(Your assignment): Using the listing below, set down exactly the lines starting at the line that contains "and action handling." and ending at the line that contains "QueryCache, events: mpsc::Sender<TuiEvent>)", both included, and no others.

(Data provided):
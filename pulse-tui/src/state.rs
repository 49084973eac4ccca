//! Application state and action handling.
//!
//! `App` owns the cache subscriptions that keep each dashboard region live.
//! Rendering reads straight from the cache; subscriptions exist to keep
//! entries fetched and to wake the event loop when they change.

use pulse_cache::{
    tags, Endpoint, GetComments, GetPosts, GetPostsByUser, GetUser, GetUsers, QueryCache, QueryKey,
    QueryState, SearchPosts, Subscription,
};
use pulse_core::{
    compute_metrics, recent_activity, ActivityItem, Comment, DashboardMetrics, MetricCards, Post,
    User, UserId, RECENT_ACTIVITY_LIMIT,
};
use std::time::{Duration, Instant};
use tokio::sync::mpsc;

use crate::config::TuiConfig;
use crate::events::TuiEvent;
use crate::keys::{Action, InputMode};
use crate::nav::View;
use crate::notifications::{Notification, NotificationAction, NotificationLevel};
use crate::search::{SearchBox, SearchChange};
use crate::theme::PulseTheme;

/// How long non-error notifications stay in the footer.
pub const NOTIFICATION_TTL: Duration = Duration::from_secs(5);

#[derive(Debug, Default)]
struct Subscriptions {
    users: Option<Subscription>,
    posts: Option<Subscription>,
    comments: Option<Subscription>,
    search: Option<Subscription>,
    user_detail: Option<Subscription>,
    user_posts: Option<Subscription>,
}

#[derive(Debug, Clone, Default)]
pub struct UsersViewState {
    pub selected: Option<UserId>,
    pub last_polled: Option<Instant>,
}

pub struct App {
    pub config: TuiConfig,
    pub theme: PulseTheme,
    pub cache: QueryCache,
    pub active_view: View,
    pub mode: InputMode,
    pub search: SearchBox,
    pub users_view: UsersViewState,
    pub notifications: Vec<Notification>,
    events: mpsc::Sender<TuiEvent>,
    subscriptions: Subscriptions,
}

impl App {
    pub fn new(config: TuiConfig, cache: QueryCache, events: mpsc::Sender<TuiEvent>) -> Self {
        let theme = PulseTheme::by_name(&config.theme.name).unwrap_or_default();
        let search = SearchBox::new(config.search.min_chars, config.search_debounce());
        Self {
            config,
            theme,
            cache,
            active_view: View::Dashboard,
            mode: InputMode::Normal,
            search,
            users_view: UsersViewState::default(),
            notifications: Vec::new(),
            events,
            subscriptions: Subscriptions::default(),
        }
    }

    /// Subscribe the dashboard's base collections.
    pub fn start(&mut self) {
        self.subscriptions.users = Some(self.watch::<GetUsers>(()));
        self.subscriptions.posts = Some(self.watch::<GetPosts>(()));
        self.subscriptions.comments = Some(self.watch::<GetComments>(()));
    }

    /// Subscribe to `E(arg)`, forwarding each change to the event loop.
    fn watch<E: Endpoint>(&self, arg: E::Arg) -> Subscription {
        let key = QueryKey::of::<E>(&arg);
        let sender = self.events.clone();
        self.cache.subscribe::<E, _>(arg, move |_state| {
            // A full channel already has a redraw queued.
            let _ = sender.try_send(TuiEvent::QueryUpdated(key.clone()));
        })
    }

    pub fn notify(&mut self, level: NotificationLevel, message: impl Into<String>) {
        self.notifications.push(Notification::new(level, message));
    }

    /// Most recent notification still worth showing.
    pub fn current_notification(&self) -> Option<&Notification> {
        self.notifications.last()
    }

    // ------------------------------------------------------------------------
    // Data accessors
    // ------------------------------------------------------------------------

    pub fn users(&self) -> QueryState<Vec<User>> {
        self.cache.state::<GetUsers>(&())
    }

    pub fn posts(&self) -> QueryState<Vec<Post>> {
        self.cache.state::<GetPosts>(&())
    }

    pub fn comments(&self) -> QueryState<Vec<Comment>> {
        self.cache.state::<GetComments>(&())
    }

    /// Results for the active search term; `None` when the gate is closed.
    pub fn search_results(&self) -> Option<QueryState<Vec<Post>>> {
        self.search
            .active_term()
            .map(|term| self.cache.state::<SearchPosts>(&term.to_string()))
    }

    pub fn selected_user(&self) -> Option<QueryState<User>> {
        self.users_view
            .selected
            .map(|id| self.cache.state::<GetUser>(&id))
    }

    pub fn selected_user_posts(&self) -> Option<QueryState<Vec<Post>>> {
        self.users_view
            .selected
            .map(|id| self.cache.state::<GetPostsByUser>(&id))
    }

    pub fn metrics(&self) -> Option<DashboardMetrics> {
        let (users, posts, comments) = (self.users(), self.posts(), self.comments());
        compute_metrics(
            users.data().map(Vec::as_slice),
            posts.data().map(Vec::as_slice),
            comments.data().map(Vec::as_slice),
        )
    }

    pub fn metric_cards(&self) -> MetricCards {
        let (users, posts, comments) = (self.users(), self.posts(), self.comments());
        MetricCards::from_partial(
            users.data().map(Vec::as_slice),
            posts.data().map(Vec::as_slice),
            comments.data().map(Vec::as_slice),
        )
    }

    pub fn recent_activity(&self) -> Option<Vec<ActivityItem>> {
        let (users, posts, comments) = (self.users(), self.posts(), self.comments());
        posts.data().map(|posts| {
            recent_activity(
                users.data().map(Vec::as_slice),
                posts,
                comments.data().map(Vec::as_slice),
                RECENT_ACTIVITY_LIMIT,
            )
        })
    }

    // ------------------------------------------------------------------------
    // Events
    // ------------------------------------------------------------------------

    /// Apply one event. Returns `true` when the app should exit.
    pub fn handle_event(&mut self, event: TuiEvent, now: Instant) -> bool {
        match event {
            TuiEvent::Input(key) => {
                if let Some(action) = crate::keys::map_key(key, self.mode) {
                    return self.handle_action(action, now);
                }
            }
            TuiEvent::QueryUpdated(key) => self.on_query_updated(&key),
            TuiEvent::Tick => self.on_tick(now),
            TuiEvent::Resize { .. } => {}
        }
        false
    }

    /// Apply one action. Returns `true` when the app should exit.
    pub fn handle_action(&mut self, action: Action, now: Instant) -> bool {
        match action {
            Action::Quit => return true,
            Action::NextView => self.switch_view(self.active_view.next()),
            Action::PrevView => self.switch_view(self.active_view.previous()),
            Action::MoveDown => self.select_next(),
            Action::MoveUp => self.select_previous(),
            Action::Refresh => self.refresh(),
            Action::InvalidateAll => self.invalidate_all(),
            Action::FocusSearch => {
                self.active_view = View::Dashboard;
                self.mode = InputMode::Search;
            }
            Action::SearchInput(c) => self.search.push(c, now),
            Action::SearchBackspace => self.search.backspace(now),
            Action::ClearSearch => self.search.clear(now),
            Action::Cancel => self.mode = InputMode::Normal,
        }
        false
    }

    /// Change view. Search focus does not follow to other views.
    pub fn switch_view(&mut self, view: View) {
        self.active_view = view;
        self.mode = InputMode::Normal;
    }

    pub fn on_tick(&mut self, now: Instant) {
        match self.search.poll(now) {
            Some(SearchChange::Subscribe(term)) => {
                tracing::debug!(term = %term, "Search term settled");
                self.subscriptions.search = Some(self.watch::<SearchPosts>(term));
            }
            Some(SearchChange::Clear) => self.subscriptions.search = None,
            None => {}
        }

        if let Some(id) = self.users_view.selected {
            let due = self
                .users_view
                .last_polled
                .map_or(true, |at| now.saturating_duration_since(at) >= self.config.user_poll_interval());
            if due {
                if self.users_view.last_polled.is_some() {
                    self.cache.refetch_key(&QueryKey::of::<GetUser>(&id));
                }
                self.users_view.last_polled = Some(now);
            }
        }

        self.notifications
            .retain(|note| !note.is_expired(now, NOTIFICATION_TTL));
    }

    /// Surface refresh failures of the base collections in the footer.
    pub fn on_query_updated(&mut self, key: &QueryKey) {
        let endpoint = key.endpoint();
        let failure = if endpoint == GetUsers::NAME {
            self.users().error.map(|e| ("users", e))
        } else if endpoint == GetPosts::NAME {
            self.posts().error.map(|e| ("posts", e))
        } else if endpoint == GetComments::NAME {
            self.comments().error.map(|e| ("comments", e))
        } else {
            None
        };
        if let Some((what, error)) = failure {
            let message = format!("Failed to load {what}: {error}");
            if self
                .notifications
                .last()
                .is_some_and(|last| last.message == message)
            {
                return;
            }
            self.notifications.push(
                Notification::new(NotificationLevel::Error, message)
                    .with_action(NotificationAction::Retry),
            );
        }
    }

    /// Refetch users and posts, keeping current data on screen. Comments
    /// are refetched only when their last load failed.
    pub fn refresh(&mut self) {
        let users = self.cache.refetch_key(&QueryKey::of::<GetUsers>(&()));
        let posts = self.cache.refetch_key(&QueryKey::of::<GetPosts>(&()));
        let comments = self.comments().is_error()
            && self.cache.refetch_key(&QueryKey::of::<GetComments>(&()));
        tracing::info!(users, posts, comments, "Manual refresh");
        let message = if comments {
            "Refreshing users, posts, and comments"
        } else {
            "Refreshing users and posts"
        };
        self.notify(NotificationLevel::Info, message);
    }

    pub fn invalidate_all(&mut self) {
        let triggered: usize = tags::ALL.iter().map(|tag| self.cache.invalidate(*tag)).sum();
        tracing::info!(triggered, "Invalidated all tags");
        self.notify(
            NotificationLevel::Info,
            format!("Invalidated cache, {triggered} queries refetching"),
        );
    }

    // ------------------------------------------------------------------------
    // Selection
    // ------------------------------------------------------------------------

    pub fn select_next(&mut self) {
        if self.active_view != View::Users {
            return;
        }
        let users = self.users();
        let ids: Vec<UserId> = users.data().map(|u| u.iter().map(|u| u.id).collect()).unwrap_or_default();
        let next = select_next_id(&ids, self.users_view.selected);
        self.select_user(next);
    }

    pub fn select_previous(&mut self) {
        if self.active_view != View::Users {
            return;
        }
        let users = self.users();
        let ids: Vec<UserId> = users.data().map(|u| u.iter().map(|u| u.id).collect()).unwrap_or_default();
        let prev = select_prev_id(&ids, self.users_view.selected);
        self.select_user(prev);
    }

    /// Point the user detail panels at `id`, replacing their subscriptions.
    pub fn select_user(&mut self, id: Option<UserId>) {
        if id == self.users_view.selected {
            return;
        }
        self.users_view.selected = id;
        self.users_view.last_polled = None;
        self.subscriptions.user_detail = id.map(|id| self.watch::<GetUser>(id));
        self.subscriptions.user_posts = id.map(|id| self.watch::<GetPostsByUser>(id));
    }

    /// Key of the live search subscription, if any.
    pub fn search_subscription(&self) -> Option<&QueryKey> {
        self.subscriptions.search.as_ref().map(Subscription::key)
    }
}

fn select_next_id(ids: &[UserId], selected: Option<UserId>) -> Option<UserId> {
    if ids.is_empty() {
        return None;
    }
    let next = match selected.and_then(|id| ids.iter().position(|i| *i == id)) {
        Some(index) => (index + 1) % ids.len(),
        None => 0,
    };
    Some(ids[next])
}

fn select_prev_id(ids: &[UserId], selected: Option<UserId>) -> Option<UserId> {
    if ids.is_empty() {
        return None;
    }
    let index = selected
        .and_then(|id| ids.iter().position(|i| *i == id))
        .unwrap_or(0);
    let prev = if index == 0 { ids.len() - 1 } else { index - 1 };
    Some(ids[prev])
}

(Response to the task):
//! Application state and action handling.
//!
//! `App` owns the cache subscriptions that keep each dashboard region live.
//! Rendering reads straight from the cache; subscriptions exist to keep
//! entries fetched and to wake the event loop when they change.

use pulse_cache::{
    tags, Endpoint, GetComments, GetPosts, GetPostsByUser, GetUser, GetUsers, QueryCache, QueryKey,
    QueryState, SearchPosts, Subscription,
};
use pulse_core::{
    compute_metrics, recent_activity, ActivityItem, Comment, DashboardMetrics, MetricCards, Post,
    User, UserId, RECENT_ACTIVITY_LIMIT,
};
use std::time::{Duration, Instant};
use tokio::sync::mpsc;

use crate::config::TuiConfig;
use crate::events::TuiEvent;
use crate::keys::{Action, InputMode};
use crate::nav::View;
use crate::notifications::{Notification, NotificationAction, NotificationLevel};
use crate::search::{SearchBox, SearchChange};
use crate::theme::PulseTheme;

/// How long non-error notifications stay in the footer.
pub const NOTIFICATION_TTL: Duration = Duration::from_secs(5);

#[derive(Debug, Default)]
struct Subscriptions {
    users: Option<Subscription>,
    posts: Option<Subscription>,
    comments: Option<Subscription>,
    search: Option<Subscription>,
    user_detail: Option<Subscription>,
    user_posts: Option<Subscription>,
}

#[derive(Debug, Clone, Default)]
pub struct UsersViewState {
    pub selected: Option<UserId>,
    pub last_polled: Option<Instant>,
}

pub struct App {
    pub config: TuiConfig,
    pub theme: PulseTheme,
    pub cache: QueryCache,
    pub active_view: View,
    pub mode: InputMode,
    pub search: SearchBox,
    pub users_view: UsersViewState,
    pub notifications: Vec<Notification>,
    events: mpsc::Sender<TuiEvent>,
    subscriptions: Subscriptions,
}

impl App {
    pub fn new(config: TuiConfig, cache: QueryCache, events: mpsc::Sender<TuiEvent>) -> Self {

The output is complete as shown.